Taking the listing below, restate word for word each line from the line with "if let Some(parent)" to the line with "updated_at INTEGER NOT", ends included, and stop there.

══════

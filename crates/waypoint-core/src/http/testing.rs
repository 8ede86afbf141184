//! In-process transport for unit tests: scripted replies, recorded requests.

use std::sync::{Arc, Mutex};

use super::{CallError, HttpClient, HttpRequest, HttpResponse, Transport};

type Handler = dyn Fn(&HttpRequest) -> Result<HttpResponse, CallError> + Send + Sync;

pub(crate) struct ScriptedTransport {
    handler: Box<Handler>,
    requests: Mutex<Vec<HttpRequest>>,
}

impl ScriptedTransport {
    pub(crate) fn new<F>(handler: F) -> Arc<Self>
    where
        F: Fn(&HttpRequest) -> Result<HttpResponse, CallError> + Send + Sync + 'static,
    {
        Arc::new(Self {
            handler: Box::new(handler),
            requests: Mutex::new(Vec::new()),
        })
    }

    pub(crate) fn requests(&self) -> Vec<HttpRequest> {
        self.requests.lock().unwrap().clone()
    }

    pub(crate) fn count_to(&self, url_prefix: &str) -> usize {
        self.requests
            .lock()
            .unwrap()
            .iter()
            .filter(|r| r.url.starts_with(url_prefix))
            .count()
    }
}

impl Transport for ScriptedTransport {
    fn execute(&self, request: &HttpRequest) -> Result<HttpResponse, CallError> {
        self.requests.lock().unwrap().push(request.clone());
        (self.handler)(request)
    }
}

pub(crate) fn client(transport: &Arc<ScriptedTransport>) -> HttpClient {
    HttpClient::new(transport.clone(), "TestAgent/1.0")
}

pub(crate) fn reply(status: u32, headers: &[(&str, &str)], body: &str) -> HttpResponse {
    HttpResponse {
        status,
        headers: headers
            .iter()
            .map(|(k, v)| (k.to_string(), v.to_string()))
            .collect(),
        body: body.as_bytes().to_vec(),
    }
}

pub(crate) fn timeout() -> CallError {
    CallError::Transport {
        kind: super::TransportKind::Timeout,
        message: "operation timed out".to_string(),
    }
}
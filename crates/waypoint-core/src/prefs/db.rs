//! SQLite-backed preferences implementation.
//!
//! Handles connection and migrations. Key reads and writes live in `ops`.

use anyhow::Result;
use sqlx::sqlite::SqlitePoolOptions;
use sqlx::{Pool, Sqlite};
use std::path::Path;
use std::sync::Arc;
use std::time::{SystemTime, UNIX_EPOCH};

/// Percent-encode a path for use in a sqlite:// URI so spaces and special chars don't break parsing.
fn path_to_sqlite_uri(path: &Path) -> String {
    let s = path.to_string_lossy();
    let mut out = String::with_capacity(s.len());
    for c in s.chars() {
        match c {
            '%' => out.push_str("%25"),
            ' ' => out.push_str("%20"),
            '#' => out.push_str("%23"),
            '?' => out.push_str("%3F"),
            '&' => out.push_str("%26"),
            c => out.push(c),
        }
    }
    format!("sqlite://{}", out)
}

/// Handle to the namespaced key-value store.
///
/// The database file is stored under the XDG state directory:
/// `~/.local/state/waypoint/prefs.db` on Debian.
#[derive(Clone)]
pub struct PrefsDb {
    pub(crate) pool: Pool<Sqlite>,
    pub(crate) namespace: Arc<str>,
}

impl PrefsDb {
    /// Open (or create) the default store and run migrations.
    pub async fn open_default(namespace: &str) -> Result<Self> {
        let xdg_dirs = xdg::BaseDirectories::with_prefix("waypoint")?;
        let db_path = xdg_dirs.get_state_home().join("waypoint").join("prefs.db");
        Self::open_at(&db_path, namespace).await
    }

    /// Open (or create) the store at a specific path. Creates parent dirs if needed.
    pub async fn open_at(path: impl AsRef<Path>, namespace: &str) -> Result<Self> {
        let path = path.as_ref();
        if let Some(parent) = path.parent() {
            tokio::fs::create_dir_all(parent).await?;
        }
        let uri = path_to_sqlite_uri(path) + "?mode=rwc";
        let pool = SqlitePoolOptions::new()
            .max_connections(4)
            .connect(&uri)
            .await?;
        let db = PrefsDb {
            pool,
            namespace: Arc::from(namespace),
        };
        db.migrate().await?;
        Ok(db)
    }

    pub fn namespace(&self) -> &str {
        &self.namespace
    }

    /// Release pooled connections. Reopening the same file afterwards sees every committed write.
    pub async fn close(&self) {
        self.pool.close().await;
    }

    async fn migrate(&self) -> Result<()> {
        sqlx::query(
            r#"
            CREATE TABLE IF NOT EXISTS prefs (
                namespace TEXT NOT NULL,
                key TEXT NOT NULL,
                value TEXT NOT NULL,
                updated_at INTEGER NOT NULL,
                PRIMARY KEY (namespace, key)
            );
            "#,
        )
        .execute(&self.pool)
        .await?;

        Ok(())
    }
}

pub(crate) fn unix_timestamp() -> i64 {
    SystemTime::now()
        .duration_since(UNIX_EPOCH)
        .unwrap_or_default()
        .as_secs() as i64
}

/// Open an in-memory store (no disk I/O). Used by unit tests across the crate.
#[cfg(test)]
pub(crate) async fn open_memory() -> Result<PrefsDb> {
    // Single connection so the pool never hands back a different empty database.
    let pool = SqlitePoolOptions::new()
        .max_connections(1)
        .connect("sqlite::memory:")
        .await?;
    let db = PrefsDb {
        pool,
        namespace: Arc::from(crate::config::DEFAULT_NAMESPACE),
    };
    db.migrate().await?;
    Ok(db)
}
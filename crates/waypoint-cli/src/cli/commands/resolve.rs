//! `waypoint resolve` – one cold start of the resolution flow.

use anyhow::Result;
use waypoint_core::config::WaypointConfig;
use waypoint_core::http::HttpClient;
use waypoint_core::prefs::PrefsDb;
use waypoint_core::resolver::{LinkResolver, Resolution};

pub async fn run_resolve(prefs: &PrefsDb, client: &HttpClient, cfg: &WaypointConfig) -> Result<()> {
    let resolution = resolve(prefs, client, cfg).await?;
    println!("state:  {}", resolution.state.as_str());
    println!(
        "target: {}",
        resolution.target_link.as_deref().unwrap_or("-")
    );
    Ok(())
}

pub(super) async fn resolve(
    prefs: &PrefsDb,
    client: &HttpClient,
    cfg: &WaypointConfig,
) -> Result<Resolution> {
    LinkResolver::new(prefs.clone(), client.clone(), cfg)
        .resolve()
        .await
}
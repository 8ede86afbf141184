//! Tests for prefs (in-memory helper from db, temp files for restarts).

use crate::prefs::db::open_memory;
use crate::prefs::{PrefKey, PrefsDb};
use tempfile::tempdir;

#[tokio::test]
async fn get_missing_key_is_none() {
    let db = open_memory().await.unwrap();
    assert!(db.get(PrefKey::TargetLink).await.unwrap().is_none());
    assert!(db.list().await.unwrap().is_empty());
}

#[tokio::test]
async fn put_overwrites_existing_value() {
    let db = open_memory().await.unwrap();
    db.put(PrefKey::TargetLink, "https://a.example/one")
        .await
        .unwrap();
    db.put(PrefKey::TargetLink, "https://b.example/two")
        .await
        .unwrap();
    assert_eq!(
        db.get(PrefKey::TargetLink).await.unwrap().as_deref(),
        Some("https://b.example/two")
    );
    assert_eq!(db.list().await.unwrap().len(), 1);
}

#[tokio::test]
async fn empty_value_reads_as_absent_through_get_non_empty() {
    let db = open_memory().await.unwrap();
    db.put(PrefKey::ClientId, "").await.unwrap();
    assert_eq!(db.get(PrefKey::ClientId).await.unwrap().as_deref(), Some(""));
    assert!(db.get_non_empty(PrefKey::ClientId).await.unwrap().is_none());
}

#[tokio::test]
async fn installation_id_is_minted_once() {
    let db = open_memory().await.unwrap();
    let first = db.installation_id_or_init().await.unwrap();
    assert_eq!(first.len(), 36, "hyphenated uuid: {first}");
    let second = db.installation_id_or_init().await.unwrap();
    assert_eq!(first, second);
}

#[tokio::test]
async fn installation_id_keeps_existing_value() {
    let db = open_memory().await.unwrap();
    db.put(PrefKey::InstallationId, "preset-id").await.unwrap();
    assert_eq!(db.installation_id_or_init().await.unwrap(), "preset-id");
}

#[tokio::test]
async fn namespaces_are_isolated() {
    let dir = tempdir().unwrap();
    let path = dir.path().join("prefs.db");
    let a = PrefsDb::open_at(&path, "alpha").await.unwrap();
    let b = PrefsDb::open_at(&path, "beta").await.unwrap();
    a.put(PrefKey::PushToken, "token-a").await.unwrap();
    assert!(b.get(PrefKey::PushToken).await.unwrap().is_none());
    assert_eq!(a.namespace(), "alpha");
}

#[tokio::test]
async fn installation_id_survives_reopen() {
    let dir = tempdir().unwrap();
    let path = dir.path().join("state").join("prefs.db");

    let db = PrefsDb::open_at(&path, "game_prefs").await.unwrap();
    let minted = db.installation_id_or_init().await.unwrap();
    db.put(PrefKey::ControlEndpoint, "https://ctl.example/app")
        .await
        .unwrap();
    db.close().await;
    drop(db);

    let reopened = PrefsDb::open_at(&path, "game_prefs").await.unwrap();
    assert_eq!(
        reopened.get(PrefKey::InstallationId).await.unwrap().as_deref(),
        Some(minted.as_str())
    );
    assert_eq!(reopened.installation_id_or_init().await.unwrap(), minted);
    assert_eq!(
        reopened
            .get(PrefKey::ControlEndpoint)
            .await
            .unwrap()
            .as_deref(),
        Some("https://ctl.example/app")
    );
}

#[test]
fn pref_key_names_roundtrip() {
    for key in PrefKey::ALL {
        assert_eq!(PrefKey::from_str(key.as_str()), Some(key));
    }
    assert_eq!(PrefKey::from_str("taskLink"), None);
    assert_eq!(PrefKey::TargetLink.to_string(), "target_link");
}
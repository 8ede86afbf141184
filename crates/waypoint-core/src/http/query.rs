//! Query building against a base URL.

/// Appends `params` to the query of `base`, percent-encoding values.
///
/// Existing query pairs on `base` are kept. Returns `None` if `base` is not an absolute URL.
pub fn with_query(base: &str, params: &[(&str, &str)]) -> Option<String> {
    let mut url = url::Url::parse(base).ok()?;
    {
        let mut pairs = url.query_pairs_mut();
        for (k, v) in params {
            pairs.append_pair(k, v);
        }
    }
    Some(url.to_string())
}
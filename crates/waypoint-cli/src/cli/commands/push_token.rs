//! `waypoint push-token <token>` – store the externally supplied push token.

use anyhow::{bail, Result};
use waypoint_core::prefs::{PrefKey, PrefsDb};

pub async fn run_push_token(prefs: &PrefsDb, token: &str) -> Result<()> {
    let token = token.trim();
    if token.is_empty() {
        bail!("push token must not be empty");
    }
    prefs.put(PrefKey::PushToken, token).await?;
    println!("Stored push token.");
    Ok(())
}
//! Key reads and writes scoped to the store's namespace.

use anyhow::Result;
use sqlx::Row;

use super::db::{unix_timestamp, PrefsDb};
use super::types::PrefKey;

impl PrefsDb {
    /// Read a key; `None` when it has never been written.
    pub async fn get(&self, key: PrefKey) -> Result<Option<String>> {
        let row = sqlx::query(
            r#"
            SELECT value FROM prefs
            WHERE namespace = ?1 AND key = ?2
            "#,
        )
        .bind(&*self.namespace)
        .bind(key.as_str())
        .fetch_optional(&self.pool)
        .await?;

        Ok(row.map(|r| r.get::<String, _>("value")))
    }

    /// Read a key, treating an empty stored value as absent.
    pub async fn get_non_empty(&self, key: PrefKey) -> Result<Option<String>> {
        Ok(self.get(key).await?.filter(|v| !v.is_empty()))
    }

    /// Upsert a key.
    pub async fn put(&self, key: PrefKey, value: &str) -> Result<()> {
        sqlx::query(
            r#"
            INSERT INTO prefs (namespace, key, value, updated_at)
            VALUES (?1, ?2, ?3, ?4)
            ON CONFLICT(namespace, key) DO UPDATE
            SET value = excluded.value,
                updated_at = excluded.updated_at
            "#,
        )
        .bind(&*self.namespace)
        .bind(key.as_str())
        .bind(value)
        .bind(unix_timestamp())
        .execute(&self.pool)
        .await?;

        Ok(())
    }

    /// Return the installation identifier, minting a UUID v4 on first use.
    ///
    /// An existing non-empty value is never replaced.
    pub async fn installation_id_or_init(&self) -> Result<String> {
        if let Some(id) = self.get_non_empty(PrefKey::InstallationId).await? {
            return Ok(id);
        }

        let id = uuid::Uuid::new_v4().to_string();
        sqlx::query(
            r#"
            INSERT INTO prefs (namespace, key, value, updated_at)
            VALUES (?1, ?2, ?3, ?4)
            ON CONFLICT(namespace, key) DO UPDATE
            SET value = excluded.value,
                updated_at = excluded.updated_at
            WHERE prefs.value = ''
            "#,
        )
        .bind(&*self.namespace)
        .bind(PrefKey::InstallationId.as_str())
        .bind(&id)
        .bind(unix_timestamp())
        .execute(&self.pool)
        .await?;

        // Re-read so a concurrent writer's id wins over ours.
        let stored = self.get_non_empty(PrefKey::InstallationId).await?;
        let stored = stored.unwrap_or(id);
        tracing::info!(installation_id = %stored, "installation id ready");
        Ok(stored)
    }

    /// All keys in this namespace, sorted by key name.
    pub async fn list(&self) -> Result<Vec<(String, String)>> {
        let rows = sqlx::query(
            r#"
            SELECT key, value FROM prefs
            WHERE namespace = ?1
            ORDER BY key
            "#,
        )
        .bind(&*self.namespace)
        .fetch_all(&self.pool)
        .await?;

        Ok(rows
            .into_iter()
            .map(|r| (r.get::<String, _>("key"), r.get::<String, _>("value")))
            .collect())
    }
}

══════

### [Answer to the exercise]
        if let Some(parent) = path.parent() {
            tokio::fs::create_dir_all(parent).await?;
        }
        let uri = path_to_sqlite_uri(path) + "?mode=rwc";
        let pool = SqlitePoolOptions::new()
            .max_connections(4)
            .connect(&uri)
            .await?;
        let db = PrefsDb {
            pool,
            namespace: Arc::from(namespace),
        };
        db.migrate().await?;
        Ok(db)
    }

    pub fn namespace(&self) -> &str {
        &self.namespace
    }

    /// Release pooled connections. Reopening the same file afterwards sees every committed write.
    pub async fn close(&self) {
        self.pool.close().await;
    }

    async fn migrate(&self) -> Result<()> {
        sqlx::query(
            r#"
            CREATE TABLE IF NOT EXISTS prefs (
                namespace TEXT NOT NULL,
                key TEXT NOT NULL,
                value TEXT NOT NULL,
                updated_at INTEGER NOT NULL,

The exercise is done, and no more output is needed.